Sir Hugo Coal non è mai stato un filantropo. Anche quando non vegetava sulla sedia a rotelle, aveva la tendenza a considerare gli esseri umani meno comprensibili ed eleganti dell’enorme scheletro di sauro che andava pazientemente ricostruendo. Ma quello che vede ora, nella sua villa, nei rari momenti in cui i suoi familiari non lo costringono a fissare una parete, gli piace anche meno. È chiaro che Fledge, l’ambiguo maggiordomo, sta ordendo una sua trama assai sinistra. Di quella trama la moglie, la figlia e sir Hugo stesso, fanno più o meno consapevolmente parte. Quel che è meno chiaro è in che modo sir Hugo possa usare l’unica arma peraltro letale – che gli resta, il suo “sguardo fisso di lucertola”.
Grottesco (The Grotesque) è un romanzo del 1989, esordio dell’autore inglese Patrick McGrath.
Un ‘Grottesco’ molto gotico e noir
Con ‘Grottesco’, Patrick McGrath sfodera una struttura profondamente gotica, tra lugubri sinfonie nell’atmosfera cerea della fatiscente magione dei Coal. La brughiera, i miasmi della palude su cui si affaccia la tenuta, l’inquietante maggiordomo Fledge: tutto contribuisce a tessere un’atmosfera da noir, tenuta però insieme dal collante di un sarcasmo british e pungente. Rumori strani, il vento che sferza l’umida dimora, la nebbia, elementi che innescano la miccia dell’ansia in ogni lettore.

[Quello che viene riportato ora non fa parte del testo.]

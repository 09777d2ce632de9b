use std::fs;
use std::path::{Path, PathBuf};

use log::debug;

use crate::fs::type_label;
use crate::matcher::NameMatcher;
use crate::sort::SortSpec;
use crate::store::EntryStore;
use crate::util::format_modified;
use crate::walker;

/// One query execution's input. Ephemeral; never persisted.
#[derive(Debug, Clone)]
pub struct Query {
    pub term: String,
    pub root: PathBuf,
    pub sort: SortSpec,
}

/// One matched filesystem object, formatted for display. Hits are owned
/// snapshots; callers never hold a reference into the store.
#[derive(Debug, Clone, PartialEq, Eq)]
pub struct Hit {
    pub path: PathBuf,
    pub type_label: String,
    pub modified: String,
}

/// Which strategy served a query. Index presence silently widens scope from
/// "live walk of the chosen root" to "whole indexed tree", so the boundary
/// reports the mode for the caller to surface.
#[derive(Debug, Clone, Copy, PartialEq, Eq)]
pub enum SearchMode {
    Indexed,
    Live,
}

/// Runs one query and returns the unordered hits plus the mode that served
/// them; ordering is the sorter's job.
///
/// Index-backed when the store is non-empty: every stored pair is filtered
/// by base-name match, then each survivor is re-stat'ed for a fresh modified
/// time. A stat failure (typically a path deleted since indexing) excludes
/// the entry rather than failing the query. Live otherwise: the root is
/// walked and labels derived per surviving entry.
pub fn execute(query: &Query, store: &EntryStore) -> (Vec<Hit>, SearchMode) {
    let Some(matcher) = NameMatcher::new(&query.term) else {
        // Callers reject empty terms before dispatch; nothing matches here.
        return (Vec::new(), SearchMode::Live);
    };

    if store.is_empty() {
        (live_search(&query.root, &matcher), SearchMode::Live)
    } else {
        (indexed_search(store, &matcher), SearchMode::Indexed)
    }
}

fn indexed_search(store: &EntryStore, matcher: &NameMatcher) -> Vec<Hit> {
    let mut hits = Vec::new();
    for (path_str, label) in store.iter() {
        let path = Path::new(path_str);
        let Some(name) = path.file_name().and_then(|name| name.to_str()) else {
            continue;
        };
        if !matcher.matches(name) {
            continue;
        }

        // Fresh mtime from disk; the index never stores one.
        let modified = match fs::metadata(path) {
            Ok(metadata) => metadata.modified().ok(),
            Err(err) => {
                debug!("dropping stale index entry {path_str}: {err}");
                continue;
            }
        };

        hits.push(Hit {
            path: path.to_path_buf(),
            type_label: label.to_string(),
            modified: format_modified(modified),
        });
    }
    hits
}

fn live_search(root: &Path, matcher: &NameMatcher) -> Vec<Hit> {
    walker::walk(root)
        .filter(|entry| matcher.matches(&entry.file_name))
        .map(|entry| Hit {
            type_label: type_label(&entry.path, entry.kind),
            modified: format_modified(entry.modified),
            path: entry.path,
        })
        .collect()
}
use std::time::SystemTime;

use chrono::Local;

/// Fixed-width zero-padded local time. Date sorting compares these strings
/// lexically, which is only chronological because the format is fixed-width;
/// keep them in sync.
pub fn format_modified(time: Option<SystemTime>) -> String {
    match time {
        Some(time) => {
            let datetime: chrono::DateTime<Local> = time.into();
            datetime.format("%Y-%m-%d %H:%M:%S").to_string()
        }
        None => "-".to_string(),
    }
}
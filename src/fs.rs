use std::path::{Path, PathBuf};
use std::time::SystemTime;

/// Label used for directories.
pub const FOLDER_LABEL: &str = "Folder";

/// Label used for files without an extension.
pub const PLAIN_FILE_LABEL: &str = "File";

#[derive(Debug, Clone, Copy, PartialEq, Eq, PartialOrd, Ord)]
pub enum EntryKind {
    File,
    Directory,
}

/// One filesystem object as observed during a walk.
#[derive(Debug, Clone)]
pub struct Entry {
    pub path: PathBuf,
    pub file_name: String,
    pub kind: EntryKind,
    pub modified: Option<SystemTime>,
}

/// Derives the type label for an entry: directories become "Folder", files
/// become their uppercased extension without the dot, and files without an
/// extension fall back to the plain-file sentinel.
///
/// The label is a pure function of the path and the observed kind; it never
/// looks at the search pattern.
pub fn type_label(path: &Path, kind: EntryKind) -> String {
    match kind {
        EntryKind::Directory => FOLDER_LABEL.to_string(),
        EntryKind::File => match path.extension().and_then(|ext| ext.to_str()) {
            Some(ext) if !ext.is_empty() => ext.to_uppercase(),
            _ => PLAIN_FILE_LABEL.to_string(),
        },
    }
}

L’ambiguo gioco tra verità e dubbio
L’autore riesce, con sorprendente abilità, a penetrare quella psiche umana che sembrava così imperscrutabile. Attraverso una trama intricata e intrigante, ci viene instillato il dubbio sulla veridicità di quanto raccontato. I fatti sono al limite del paradosso, come il grottesco impone. Sogni e realtà, normalità e follia si sposano in un ‘ambiguo matrimonio’. Sbattuti in quel confine sottile tra reale e fantastico. Il ‘Nil desperandum’ del protagonista sembra voler rimettere sempre ogni cosa in discussione perché, alla fine, per McGrafth vince l’amor del dubbio. Siamo di fronte ad un giallo inquietante, in cui il male serpeggia infestando tutto come un virus, in cui prima o poi le maschere di normalità sono destinate a sbriciolarsi, in cui ogni sensazione, dalla compassione per Sir Hugo alla antipatia per il maggiordomo, restano intrappolate, destinate a far sorseggiare un calice amarissimo a chiunque divori le pagine di questo libro. Non c’è pace, per nessuno, neppure per l’audace lettore, invischiato in una storia surreale e macabra. Non sempre quello che è sembra. E non sempre – ovviamente – quello che sembra è. Non sai mai chi è il carnefice e chi la vittima. Lo scrittore sa bene come irretirti, affascinarti e lasciarti con un senso di incompiuto, perché è esattamente dove vuole condurti.
Un labirinto da cui non si esce
Fino all’ultimo pagina di ‘Grottesco’, non riusciremo mai a stabilire se ci si debba fidare fino in fondo di quanto ci racconta. Anche una volta lette le ultime parole, non potremo renderci conto se siamo usciti dal labirinto del suo rimuginare, o se ci siamo rimasti ineluttabilmente incastrati. Una rassegna di caratteristiche ampollose, ognuna a modo suo, dalla meschinità all’ottusità, dalla sensibilità alla diabolicità, da una lealtà inintelligibilmente tetragona all’enigma pretestuosamente aristocratico. Chiuso il volume, ci si interroga ancora una volta sulla ‘beffa’ non risolta davvero.
Forbito ma scorrevole
L’intera opera è narrata in prima persona dal misantropo protagonista con meccanismi complessi risultando, allo stesso tempo, scorrevole. Lo scrittore usa termini forbiti e ricchi di erudizione mentre tratteggia magistralmente i suoi personaggi. Anche le parti descrittive non annoiano mani, facendo restare il lettore intrappolato a mani legate in un clima di inquietudine e mistero. Il ritmo è brioso e ‘Grottesco’ resta impresso per essere una specie di sontuoso ibrido tra il gotico e la black comedy, con il suo incedere fulminante. Pagini surreali ma che sono anche un viaggio nella psiche umana, un viaggio impreziosito da un’aurea filosofica. Mai banale, assolutamente consigliato.